Walter Benjamin wrote a few famous lines about Paul Klee’s artwork Angelus Novus. You may know them:
A Klee painting named ‘Angelus Novus’ shows an angel looking as though he is about to move away from something he is fixedly contemplating. His eyes are staring, his mouth is open, his wings are spread. This is how one pictures the angel of history. His face is turned toward the past. Where we perceive a chain of events, he sees one single catastrophe which keeps piling wreckage and hurls it in front of his feet. The angel would like to stay, awaken the dead, and make whole what has been smashed. But a storm is blowing in from Paradise; it has got caught in his wings with such a violence that the angel can no longer close them. The storm irresistibly propels him into the future to which his back is turned, while the pile of debris before him grows skyward. This storm is what we call progress.-Walter Benjamin, “On The Concept of History”
Imagine the plight of Benjamin’s angel today. The winds are more turbulent than ever. The ground on which the angel walks has become, perhaps, more unstable. Each step, however small, is taken in extreme uncertainty.
Perhaps the angel has come to realise that they are no longer alone. Other angels, with other perspectives and other understandings of what has gone before or where they are headed, also stagger against the storm. However much they wish to stay with the past that has gone before them, they are constantly driven onwards.
The storm is too powerful for the angels to change course, but as they stumble backwards, they still have some control over where they place their next step. They must do the best they can to tread carefully, anticipating the ground on which their feet will land. Though the future is unknown to them, and their gaze is restricted to the past, it is also within the angels’ gift to look down to what is immediately underfoot.
Perhaps they find themselves walking along a coastline. Along the shore lie swamps in which the angels might sink, and stones to turn an ankle on, and debris that has come in on the tide. At times the sand mounts up, and they must climb a steep dune which prickles with beachgrass.
Alongside natural hazards they encounter obstacles which have arisen from design or neglect or misplaced good intentions: trenches and pipes which run into the sea, coastal defences constructed to impede erosion, a scattering of trash and broken glass spread out like a trap for the barefooted angels.
Each step is taken in the knowledge that these things might await, or that conditions might be more favourable: a gentle downward slope which is easy on aching legs and, on its lee side, provides partial shelter from the wind; a patch of sand that offers firmer going; a natural path; a spill of greenery that is cool and soothing underfoot.
Though the angels can only look back, each of them sees the landscape quite differently. Some fixate on trying to see the present beneath their feet as clearly as possible, even as the terrain continues to unspool. A few such angels even convince themselves that at the leading edge of their heels they glimpse the future, just beyond their frame of vision.
Others look further into the past, and seem trapped by it. They are lost in memories of a time when they walked a stretch which now lies on the distant horizon. They remember it fondly or with regret.
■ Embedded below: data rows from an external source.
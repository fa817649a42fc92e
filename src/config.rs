//! Configuration management for shell-gate.
//!
//! Configuration is loaded with the following priority (highest to lowest):
//! 1. Command-line arguments
//! 2. Environment variables
//! 3. Configuration file (TOML)
//! 4. Default values
//!
//! The gate settings live at the top level of the file:
//!
//! ```toml
//! allowed_commands = ["ls", "echo", "git"]
//! max_output_length = 8192
//! timeout = 60
//!
//! [server]
//! port = 3100
//!
//! [logging]
//! level = "debug"
//! ```

use std::path::{Path, PathBuf};
use std::time::Duration;

use serde::{Deserialize, Serialize};

use crate::cli::Args;
use crate::execution::{DEFAULT_MAX_OUTPUT_LENGTH, DEFAULT_TIMEOUT};

/// Commands admitted when no configuration says otherwise.
pub const DEFAULT_ALLOWED_COMMANDS: [&str; 7] =
    ["dir", "ls", "echo", "pwd", "whoami", "python", "pip"];

/// File looked up in the working directory when no path is given.
pub const DEFAULT_CONFIG_FILE: &str = "config.toml";

/// Application configuration, as read from disk.
#[derive(Debug, Clone, Serialize, Deserialize)]
#[serde(default)]
pub struct Config {
    /// Allowed command prefixes.
    pub allowed_commands: Vec<String>,
    /// Maximum characters returned per command.
    pub max_output_length: usize,
    /// Timeout in seconds.
    pub timeout: u64,
    /// HTTP adapter settings.
    pub server: ServerSection,
    /// Logging settings.
    pub logging: LoggingSection,
}

impl Default for Config {
    fn default() -> Self {
        Self {
            allowed_commands: DEFAULT_ALLOWED_COMMANDS
                .iter()
                .map(|s| s.to_string())
                .collect(),
            max_output_length: DEFAULT_MAX_OUTPUT_LENGTH,
            timeout: DEFAULT_TIMEOUT.as_secs(),
            server: ServerSection::default(),
            logging: LoggingSection::default(),
        }
    }
}

/// Server configuration section.
#[derive(Debug, Clone, Serialize, Deserialize)]
#[serde(default)]
pub struct ServerSection {
    /// Host address to bind to.
    pub host: String,
    /// Port to listen on.
    pub port: u16,
    /// Enable graceful shutdown.
    pub graceful_shutdown: bool,
}

impl Default for ServerSection {
    fn default() -> Self {
        Self {
            host: "127.0.0.1".to_string(),
            port: 3000,
            graceful_shutdown: true,
        }
    }
}

/// Logging configuration section.
#[derive(Debug, Clone, Serialize, Deserialize)]
#[serde(default)]
pub struct LoggingSection {
    /// Log level or filter directive (error, warn, info, debug, trace).
    pub level: String,
}

impl Default for LoggingSection {
    fn default() -> Self {
        Self {
            level: "info".to_string(),
        }
    }
}

/// Validated, immutable settings for the command gate.
#[derive(Debug, Clone, PartialEq, Eq)]
pub struct GateConfig {
    allowed_commands: Vec<String>,
    max_output_length: usize,
    timeout: Duration,
}

impl GateConfig {
    /// Build gate settings, rejecting values the gate cannot honour.
    pub fn new(
        allowed_commands: Vec<String>,
        max_output_length: usize,
        timeout_secs: u64,
    ) -> Result<Self, ConfigError> {
        if max_output_length == 0 {
            return Err(ConfigError::Invalid(
                "max_output_length must be at least 1".into(),
            ));
        }
        if timeout_secs == 0 {
            return Err(ConfigError::Invalid("timeout must be at least 1".into()));
        }
        // An empty prefix would admit every command.
        if allowed_commands.iter().any(|c| c.is_empty()) {
            return Err(ConfigError::Invalid(
                "allowed_commands must not contain empty entries".into(),
            ));
        }

        Ok(Self {
            allowed_commands,
            max_output_length,
            timeout: Duration::from_secs(timeout_secs),
        })
    }

    /// Allowed command prefixes, in configuration order.
    pub fn allowed_commands(&self) -> &[String] {
        &self.allowed_commands
    }

    /// Maximum characters returned per command.
    pub fn max_output_length(&self) -> usize {
        self.max_output_length
    }

    /// Per-command wall-clock budget.
    pub fn timeout(&self) -> Duration {
        self.timeout
    }

    /// Per-command budget in whole seconds.
    pub fn timeout_secs(&self) -> u64 {
        self.timeout.as_secs()
    }
}

impl Default for GateConfig {
    fn default() -> Self {
        Self {
            allowed_commands: DEFAULT_ALLOWED_COMMANDS
                .iter()
                .map(|s| s.to_string())
                .collect(),
            max_output_length: DEFAULT_MAX_OUTPUT_LENGTH,
            timeout: DEFAULT_TIMEOUT,
        }
    }
}

impl Config {
    /// Load and validate configuration from a TOML file.
    pub fn from_file(path: &Path) -> Result<Self, ConfigError> {
        let content = std::fs::read_to_string(path).map_err(ConfigError::Io)?;
        let config: Config = toml::from_str(&content).map_err(ConfigError::Toml)?;
        config.gate()?;
        Ok(config)
    }

    /// Validated gate settings.
    pub fn gate(&self) -> Result<GateConfig, ConfigError> {
        GateConfig::new(
            self.allowed_commands.clone(),
            self.max_output_length,
            self.timeout,
        )
    }

    /// Apply environment variable overrides.
    pub fn apply_env(&mut self) {
        if let Ok(host) = std::env::var("SHELL_GATE_HOST") {
            self.server.host = host;
        }

        if let Ok(port) = std::env::var("SHELL_GATE_PORT") {
            if let Ok(port) = port.parse() {
                self.server.port = port;
            }
        }

        if let Ok(level) = std::env::var("SHELL_GATE_LOG_LEVEL") {
            self.logging.level = level;
        } else if let Ok(level) = std::env::var("RUST_LOG") {
            self.logging.level = level;
        }
    }

    /// Apply CLI argument overrides.
    pub fn apply_args(&mut self, args: &Args) {
        if let Some(host) = args.host {
            self.server.host = host.to_string();
        }

        if let Some(port) = args.port {
            self.server.port = port;
        }

        if let Some(ref level) = args.log_level {
            self.logging.level = level.clone();
        }
    }

    /// Resolve which file to read, if any.
    ///
    /// An explicit path (CLI, then `SHELL_GATE_CONFIG`) is always returned;
    /// the default `config.toml` only when it exists.
    pub fn resolve_path(args: &Args) -> Option<PathBuf> {
        if let Some(ref path) = args.config {
            return Some(path.clone());
        }

        if let Ok(path) = std::env::var("SHELL_GATE_CONFIG") {
            if !path.is_empty() {
                return Some(PathBuf::from(path));
            }
        }

        let default = PathBuf::from(DEFAULT_CONFIG_FILE);
        default.exists().then_some(default)
    }

    /// Load configuration with full priority chain.
    ///
    /// Priority: CLI args > env vars > config file > defaults
    pub fn load(args: &Args) -> Result<Self, ConfigError> {
        let mut config = match Self::resolve_path(args) {
            Some(path) => Config::from_file(&path)?,
            None => Config::default(),
        };

        config.apply_env();
        config.apply_args(args);

        Ok(config)
    }

    /// Load configuration, falling back to defaults if the file is unusable.
    ///
    /// The error that caused the fallback is returned alongside so the caller
    /// can log it once logging is up. Environment and CLI overrides still apply.
    pub fn load_or_default(args: &Args) -> (Self, Option<ConfigError>) {
        let (mut config, error) = match Self::resolve_path(args) {
            Some(path) => match Config::from_file(&path) {
                Ok(config) => (config, None),
                Err(e) => (Config::default(), Some(e)),
            },
            None => (Config::default(), None),
        };

        config.apply_env();
        config.apply_args(args);

        (config, error)
    }

    /// Get the log level filter string.
    pub fn log_filter(&self) -> &str {
        &self.logging.level
    }

    /// Address the HTTP adapter binds to.
    pub fn bind_address(&self) -> String {
        format!("{}:{}", self.server.host, self.server.port)
    }
}

/// Configuration errors.
#[derive(Debug)]
pub enum ConfigError {
    /// IO error reading config file.
    Io(std::io::Error),
    /// TOML parsing error.
    Toml(toml::de::Error),
    /// A value is out of range.
    Invalid(String),
}

impl std::fmt::Display for ConfigError {
    fn fmt(&self, f: &mut std::fmt::Formatter<'_>) -> std::fmt::Result {
        match self {
            Self::Io(e) => write!(f, "failed to read config file: {}", e),
            Self::Toml(e) => write!(f, "failed to parse config file: {}", e),
            Self::Invalid(msg) => write!(f, "invalid configuration: {}", msg),
        }
    }
}

impl std::error::Error for ConfigError {}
They re-fight old battles as the storm drives them on: if only I had changed course back then, I wouldn’t be picking my way through the weeds and rubble now.
But for some who look back, the act informs their progress along the coast. They see that hope and hazard lie not just in whether the next step is a trip or a trap, but the broader shape of the landscape. They realise that sand has been giving way to rockier terrain for some time, or that the ascent they now make ends not in a dune-top but a cliff edge. They see changes missed by those attending only to the next immediate pace.
Gradually, these far-sighted angels grasp that they are each seeing the landscape differently, and every perspective has value. What is more, the angels are not moving at the same speed, and at different times, they can see one another too. They realise there is no need to march alone.
Gradually, step by step, some angels manage to converge and link arms against the storm. It’s not enough to let them turn back, nor even hold still, but it helps them brace against the terrible wind that howls all around. Some of the angels look to the far horizon, remembering how it was to walk that part of the coast, and recount what they learned from the experience. Some see the curve of the shoreline and speculate on where the storm is taking them in the long term. Others fix their gaze directly underfoot and try to keep their neighbours from falling at the next step.
Some of the angels predict, project, say what they think is likely based on what they’ve seen before. Some are overconfident, but the landscape inevitably teaches those a lesson sooner or later.
Some ask more challenging questions, using their imagination to ask, What if the next step takes us somewhere we don’t expect?
They remind their comrades and kin that they’ve never walked this current stretch before, that the storm winds bring tears to their eyes and their sight is always imperfect. The stories such angels tell can stretch others’ sense of where they might be headed. The stories form part of the chain that holds them together as they walk, arms linked, braced against the storm, away from the past and into the future.
And they might find that, walking in this way, despite the tears brought to their eyes by the force of the storm, they even have the chance to smile, and laugh.